Both of the hives on the grounds were doing well. Apache was the hive that went queenless last September (for reasons that I have no idea of). I combined them with my Apache Nuc (laden with the young hygienic queen from out near Farmville). As one might expect, the bees took up residence in the upper Deep where the Apache queen was laying last Fall. The bottom deep was full of nectar and the top medium was full of capped honey (sugar syrup based, for the most part.) I simply swapped the Deeps and removed the medium (and also replaced the old bottom board with a newly painted SBB – insert in place for now.) They were bringing in a ton of bright yellow pollen (compared to the dull gray of most of my yards), which I now believe was due to the dandelions.  After setting up a new yard near Shirley Plantation this weekend, I can see that the lands near the river are about a week ahead of the yards inland, on bloom season. They have tons of dandelions in bloom, as opposed to a basic start inland.

It was a good weekend, to be sure. The bees are bringing in tons of supplies and should really ramp up over the next 3 weeks. There should be a lot of opportunities to prep my mediocre hives for honey build and my stellar hives for increase. It is even looking good for my queen rearing experiment, as I should have a hive or two to use for the Starter and Finisher hives. Well, back to churning out more frames! This weekend I start a trap out and attempt a smoke out. Both will be adventures, I am sure.

5 comments to Whoa, doggie!

  • “(laden with the young hygienic queen from out near Farmville)”
    That wouldn’t be Bobby Oaks Would it? If so our bees are related. He said they would brood up fast in Spring.

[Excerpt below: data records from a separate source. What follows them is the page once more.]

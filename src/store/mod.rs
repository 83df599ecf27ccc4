//! Persistence boundary: one SQLite file holding the full table state as a
//! single JSON blob, plus the internal audit log.

pub mod log;
pub mod state;

use crate::errors::AppResult;
use crate::utils::path::ensure_parent_dir;
use rusqlite::Connection;
use std::path::Path;

/// Thin connection wrapper so callers never touch rusqlite directly.
pub struct DbPool {
    pub conn: Connection,
}

impl DbPool {
    pub fn new(path: &str) -> rusqlite::Result<Self> {
        let conn = Connection::open(Path::new(path))?;
        Ok(Self { conn })
    }
}

/// Open (creating if needed) the database at `path` and guarantee the schema.
/// The parent directory is created first so `--db` may point anywhere.
pub fn open(path: &str) -> AppResult<DbPool> {
    ensure_parent_dir(Path::new(path))?;
    let pool = DbPool::new(path)?;
    state::init_store(&pool.conn)?;
    Ok(pool)
}
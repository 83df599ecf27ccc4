use crate::errors::AppResult;
use crate::store::DbPool;
use chrono::Local;
use rusqlite::Connection;
use rusqlite::params;

/// One row of the internal audit trail.
pub struct LogEntry {
    pub id: i32,
    pub date: String,
    pub operation: String,
    pub target: String,
    pub message: String,
}

/// Write an internal log line into the `log` table.
pub fn ttlog(conn: &Connection, operation: &str, target: &str, message: &str) -> AppResult<()> {
    // Timestamp locale, formattato in ISO 8601
    let now = Local::now().to_rfc3339();

    let mut stmt = conn.prepare_cached(
        "INSERT INTO log (date, operation, target, message)
         VALUES (?1, ?2, ?3, ?4)",
    )?;

    stmt.execute(params![now, operation, target, message])?;

    Ok(())
}

/// Read the whole audit trail, oldest first.
pub fn load_entries(pool: &mut DbPool) -> AppResult<Vec<LogEntry>> {
    let mut stmt = pool
        .conn
        .prepare_cached("SELECT id, date, operation, target, message FROM log ORDER BY id ASC")?;

    let rows = stmt.query_map([], |row| {
        Ok(LogEntry {
            id: row.get(0)?,
            date: row.get(1)?,
            operation: row.get(2)?,
            target: row.get(3)?,
            message: row.get(4)?,
        })
    })?;

    let mut out = Vec::new();
    for r in rows {
        out.push(r?);
    }
    Ok(out)
}
use crate::utils::time::elapsed_seconds;
use chrono::{DateTime, Local};
use serde::{Deserialize, Serialize};

#[derive(Debug, Clone, Copy, Serialize, Deserialize, PartialEq, Eq)]
#[serde(rename_all = "lowercase")]
pub enum SeatStatus {
    Idle,
    Seated,
    Rest,
}

impl SeatStatus {
    pub fn as_str(&self) -> &'static str {
        match self {
            SeatStatus::Idle => "idle",
            SeatStatus::Seated => "seated",
            SeatStatus::Rest => "rest",
        }
    }

    /// Seated or resting: the seat belongs to somebody.
    pub fn is_occupied(&self) -> bool {
        matches!(self, SeatStatus::Seated | SeatStatus::Rest)
    }
}

/// One of the nine numbered seats of a table.
///
/// Exactly one of the following holds at any time:
/// - `Idle` with both anchors `None`
/// - `Seated` with `last_active_start` set
/// - `Rest` with `last_rest_start` set
///
/// `active_seconds`/`rest_seconds` are frozen snapshots; the open interval
/// (if any) is projected on top of them via the anchor.
#[derive(Debug, Clone, Serialize, Deserialize)]
pub struct Seat {
    pub id: u8,
    #[serde(default)]
    pub member: String,
    pub status: SeatStatus,
    pub active_seconds: i64,
    pub rest_seconds: i64,
    pub last_active_start: Option<DateTime<Local>>,
    pub last_rest_start: Option<DateTime<Local>>,
    pub buy_in: f64,
    /// Set when the current session was opened by a transfer from another
    /// seat; carried into the closing session record.
    pub transfer_from: Option<u8>,
    /// When the current uninterrupted session began (first sit-down).
    pub session_start: Option<DateTime<Local>>,
    /// Batch-selection marker. UI state only, never persisted.
    #[serde(skip)]
    pub selected: bool,
}

impl Seat {
    pub fn idle(id: u8) -> Self {
        Self {
            id,
            member: String::new(),
            status: SeatStatus::Idle,
            active_seconds: 0,
            rest_seconds: 0,
            last_active_start: None,
            last_rest_start: None,
            buy_in: 0.0,
            transfer_from: None,
            session_start: None,
            selected: false,
        }
    }

    pub fn is_occupied(&self) -> bool {
        self.status.is_occupied()
    }

    /// Active seconds including the open seated interval, if any.
    pub fn active_seconds_at(&self, now: DateTime<Local>) -> i64 {
        match self.last_active_start {
            Some(anchor) => self.active_seconds + elapsed_seconds(anchor, now),
            None => self.active_seconds,
        }
    }

    /// Rest seconds including the open rest interval, if any.
    pub fn rest_seconds_at(&self, now: DateTime<Local>) -> i64 {
        match self.last_rest_start {
            Some(anchor) => self.rest_seconds + elapsed_seconds(anchor, now),
            None => self.rest_seconds,
        }
    }

    /// Total projected session length (active + rest).
    pub fn session_seconds_at(&self, now: DateTime<Local>) -> i64 {
        self.active_seconds_at(now) + self.rest_seconds_at(now)
    }

    /// Back to empty idle defaults. Keeps only the seat number.
    pub fn reset_to_idle(&mut self) {
        *self = Seat::idle(self.id);
    }
}
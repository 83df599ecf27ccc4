use crate::config::Config;
use crate::errors::AppResult;
use crate::models::SEATS_PER_TABLE;
use crate::store;
use crate::store::state::load_tables;
use crate::ui::messages::header;
use crate::utils::colors::{RESET, color_for_clock};
use crate::utils::format_hms;
use crate::utils::formatting::pad_display;
use crate::utils::grid::{Column, Grid};
use chrono::Local;

/// Handle `tables`: one row per table with the live clock reading.
pub fn handle(cfg: &Config) -> AppResult<()> {
    let now = Local::now();
    let mut pool = store::open(&cfg.database)?;
    let tables = load_tables(&mut pool)?;

    header("Tables");

    let mut grid = Grid::new(vec![
        Column::new("ID", 4),
        Column::new("NAME", 18),
        Column::new("BLINDS", 10),
        Column::new("CLOCK", 8),
        Column::new("ELAPSED", 9),
        Column::new("SEATS", 5),
        Column::new("SESSIONS", 8),
    ]);

    for t in &tables {
        // pad before colouring so the ANSI codes stay out of the width math
        let clock_raw = if t.is_running { "running" } else { "stopped" };
        let clock = format!(
            "{}{}{}",
            color_for_clock(t.is_running),
            pad_display(clock_raw, 8),
            RESET
        );

        let blinds = if t.blinds.is_empty() {
            "-".to_string()
        } else {
            t.blinds.clone()
        };

        grid.add_row(vec![
            t.id.clone(),
            t.name.clone(),
            blinds,
            clock,
            format_hms(t.elapsed_at(now)),
            format!("{}/{}", t.occupied_count(), SEATS_PER_TABLE),
            t.ledger.len().to_string(),
        ]);
    }

    print!("{}", grid.render());
    Ok(())
}
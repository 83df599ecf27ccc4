use crate::cli::parser::Commands;
use crate::config::Config;
use crate::errors::AppResult;
use crate::store;
use crate::store::DbPool;
use crate::store::log::{LogEntry, load_entries};
use ansi_term::Colour;

pub fn handle(cmd: &Commands, cfg: &Config) -> AppResult<()> {
    if matches!(cmd, Commands::Log { print: true }) {
        let mut pool = store::open(&cfg.database)?;
        print_log(&mut pool)?;
    }

    Ok(())
}

fn strip_ansi(s: &str) -> String {
    let re = regex::Regex::new(r"\x1B\[[0-9;]*[mK]").unwrap();
    re.replace_all(s, "").into_owned()
}

/// Restituisce il colore ANSI in base all'operazione
fn color_for_operation(op: &str) -> Colour {
    match op {
        "open" | "sit" | "batch-sit" => Colour::Green,
        "pause" => Colour::Yellow,
        "close" => Colour::Blue,
        "leave" | "batch-leave" => Colour::Red,
        "reset" => Colour::Purple,
        "export" => Colour::Cyan,
        "init" => Colour::RGB(255, 153, 51), // arancione
        _ => Colour::White,
    }
}

fn print_log(pool: &mut DbPool) -> AppResult<()> {
    let entries = load_entries(pool)?;

    if entries.is_empty() {
        println!("📜 Internal log is empty.");
        return Ok(());
    }

    // column widths computed on the plain text
    let id_w = entries
        .iter()
        .map(|e| e.id.to_string().len())
        .max()
        .unwrap_or(1);
    let date_w = entries
        .iter()
        .map(|e| format_log_date(&e.date).len())
        .max()
        .unwrap_or(10);
    let op_w = entries
        .iter()
        .map(|e| op_target(e).len())
        .max()
        .unwrap_or(10)
        .min(60);

    println!("📜 Internal log:\n");

    for e in &entries {
        let date = format_log_date(&e.date);
        let colored = colored_op_target(e);
        let padding = " ".repeat(op_w.saturating_sub(strip_ansi(&colored).len()));

        println!(
            "{:>id_w$}: {:<date_w$} | {}{} => {}",
            e.id,
            date,
            colored,
            padding,
            e.message,
            id_w = id_w,
            date_w = date_w
        );
    }

    Ok(())
}

fn format_log_date(raw: &str) -> String {
    chrono::DateTime::parse_from_rfc3339(raw)
        .map(|dt| dt.format("%FT%T%:z").to_string())
        .unwrap_or_else(|_| raw.to_string())
}

/// Unica colonna op+target
fn op_target(e: &LogEntry) -> String {
    if e.target.is_empty() {
        e.operation.clone()
    } else {
        format!("{} ({})", e.operation, e.target)
    }
}

/// Truncate on the visible text, colour only the operation word.
fn colored_op_target(e: &LogEntry) -> String {
    let color = color_for_operation(&e.operation);
    let full = op_target(e);

    let truncated = if full.len() > 60 {
        let mut s: String = full.chars().take(57).collect();
        s.push_str("...");
        s
    } else {
        full
    };

    match truncated.split_once(' ') {
        Some((op, rest)) => format!("{} {}", color.paint(op), rest),
        None => color.paint(truncated).to_string(),
    }
}
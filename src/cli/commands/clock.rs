use crate::cli::parser::Commands;
use crate::config::Config;
use crate::core::clock;
use crate::errors::AppResult;
use crate::export::ExportLogic;
use crate::store;
use crate::store::state::{load_tables, save_tables};
use crate::ui::messages::{info, success};
use crate::utils::format_hms;

use super::{audit, find_table_index, resolve_now};

/// Handle `open`, `pause` and `close`.
pub fn handle(cmd: &Commands, cfg: &Config) -> AppResult<()> {
    match cmd {
        Commands::Open { table, at } => open(cfg, table, at),
        Commands::Pause { table, at } => pause(cfg, table, at),
        Commands::Close { table, at } => close(cfg, table, at),
        _ => Ok(()),
    }
}

fn open(cfg: &Config, table: &str, at: &Option<String>) -> AppResult<()> {
    let now = resolve_now(at)?;
    let mut pool = store::open(&cfg.database)?;
    let mut tables = load_tables(&mut pool)?;
    let idx = find_table_index(&tables, table)?;

    if tables[idx].is_running {
        info(format!("Clock on {} is already running.", tables[idx].name));
        return Ok(());
    }

    let resumed = tables[idx].opened_at.is_some();
    let updated = clock::start_or_resume(&tables[idx], now);
    let name = updated.name.clone();
    tables[idx] = updated;
    save_tables(&mut pool, &tables)?;

    let verb = if resumed { "resumed" } else { "started" };
    audit(
        &pool,
        "open",
        table,
        &format!("Clock {} on {}", verb, name),
    );
    success(format!("⏱️  Clock {} on {}", verb, name));
    Ok(())
}

fn pause(cfg: &Config, table: &str, at: &Option<String>) -> AppResult<()> {
    let now = resolve_now(at)?;
    let mut pool = store::open(&cfg.database)?;
    let mut tables = load_tables(&mut pool)?;
    let idx = find_table_index(&tables, table)?;

    if !tables[idx].is_running {
        info(format!("Clock on {} is not running.", tables[idx].name));
        return Ok(());
    }

    let updated = clock::pause(&tables[idx], now)?;
    let name = updated.name.clone();
    let elapsed = format_hms(updated.elapsed_seconds);
    tables[idx] = updated;
    save_tables(&mut pool, &tables)?;

    audit(
        &pool,
        "pause",
        table,
        &format!("Clock paused on {} at {}", name, elapsed),
    );
    success(format!("Clock paused on {} (elapsed {})", name, elapsed));
    Ok(())
}

fn close(cfg: &Config, table: &str, at: &Option<String>) -> AppResult<()> {
    let now = resolve_now(at)?;
    let mut pool = store::open(&cfg.database)?;
    let mut tables = load_tables(&mut pool)?;
    let idx = find_table_index(&tables, table)?;

    let closed = clock::stop(&tables[idx], now)?;

    // Export from the frozen snapshot before it is persisted.
    let exported = ExportLogic::auto_export(&closed, now, &cfg.export_dir)?;

    let name = closed.name.clone();
    let elapsed = format_hms(closed.elapsed_seconds);
    let sessions = closed.ledger.len();
    tables[idx] = closed;
    save_tables(&mut pool, &tables)?;

    audit(
        &pool,
        "close",
        table,
        &format!("{} closed after {} ({} session(s))", name, elapsed, sessions),
    );
    success(format!("{} closed (elapsed {})", name, elapsed));
    info(format!("Ledger exported to {}", exported.display()));
    Ok(())
}
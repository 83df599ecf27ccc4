use std::fmt;

/// ANSI colors
const RESET: &str = "\x1b[0m";
const BOLD: &str = "\x1b[1m";

const FG_BLUE: &str = "\x1b[34m";
const FG_GREEN: &str = "\x1b[32m";
const FG_YELLOW: &str = "\x1b[33m";
const FG_RED: &str = "\x1b[31m";

/// Icons
const ICON_INFO: &str = "ℹ️";
const ICON_OK: &str = "✅";
const ICON_WARN: &str = "⚠️";
const ICON_ERR: &str = "❌";

fn paint<T: fmt::Display>(color: &str, icon: &str, msg: T) -> String {
    format!("{color}{BOLD}{icon} {RESET}{msg}")
}

pub fn info<T: fmt::Display>(msg: T) {
    println!("{}", paint(FG_BLUE, ICON_INFO, msg));
}

pub fn success<T: fmt::Display>(msg: T) {
    println!("{}", paint(FG_GREEN, ICON_OK, msg));
}

pub fn warning<T: fmt::Display>(msg: T) {
    println!("{}", paint(FG_YELLOW, ICON_WARN, msg));
}

pub fn error<T: fmt::Display>(msg: T) {
    eprintln!("{}", paint(FG_RED, ICON_ERR, msg));
}

/// Formatted section header used by the status boards.
pub fn header<T: fmt::Display>(msg: T) {
    println!("{FG_BLUE}{BOLD}====================== {msg}\n{RESET}");
}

  • It would indeed, Hemlock. I am looking forward to seeing how these bees do. I have no genetics from outside of my area except this one queen, so I have great interest in Her Majesty. I cannot give an accurate accounting of her progress, as she is my only Fall combine from last year. I am happy with her progress however.

    I’m glad to meet another beekeeper in the area (I see you have a blog which I will check and get on my Richmond Resources page this evening, when I return from an evening out with the wife). I’d like to think about a future Nuc exchange (not this year, but later.)

  • I have two of the VSH queens from Bobby. They over wintered very well. One will soon start laying in the second deep. The other has at least six frames of brood in each Deep already so I put a honey super on. That’s the one I plan to cull frames for the nucs out of.

    Bobby lost all of his locally queened hive hives & nucs this winter (forty). All he has now are the VSH’s. His plans are to make splits for himself and NOT SELL QUEENS! I want to get some honey this year but I’m going to try to make as many nucs as I can manage.

    Healthy Bees & more more honey to you.

  • Good lord. What happened to his bees?

  • Doug Ladd

    It is my opinon and based on facts knowing Bobby personally that he had stopped a few years back treating his hives with anything and even when he was, he was using acedic acid vaporization (vinegar). More than likely Bobby saw the results of the live or let die scenario from not treating. Bobby keeps very strong bees, pay close attention, and is a very good beekeeper, so it wasnt for lack of attention.

    I too am having very good luck with Bobby’s queens and have ordered 2 Glen Aparies VSH and VSHxCarnie II queens this year and made sure that Tom Glen knew to NOT give me queens and drone stock from relative stock to Bobby’s.

    Bobby has become a firm believer over the past year and half to the VSH and hygenic behavior.

    He once was completly against all “grey or dark bees” but now laughingly jokes about not caring anymore what color the bees are…LOL

    I think when we take on live or let die, we assume we have enough bees to lose a large majority near 90% and still continue on with what we have left. The good years are luck in the beginning IMO, the next years are up to your breeding and selection and even still you can and probably will assume large losses.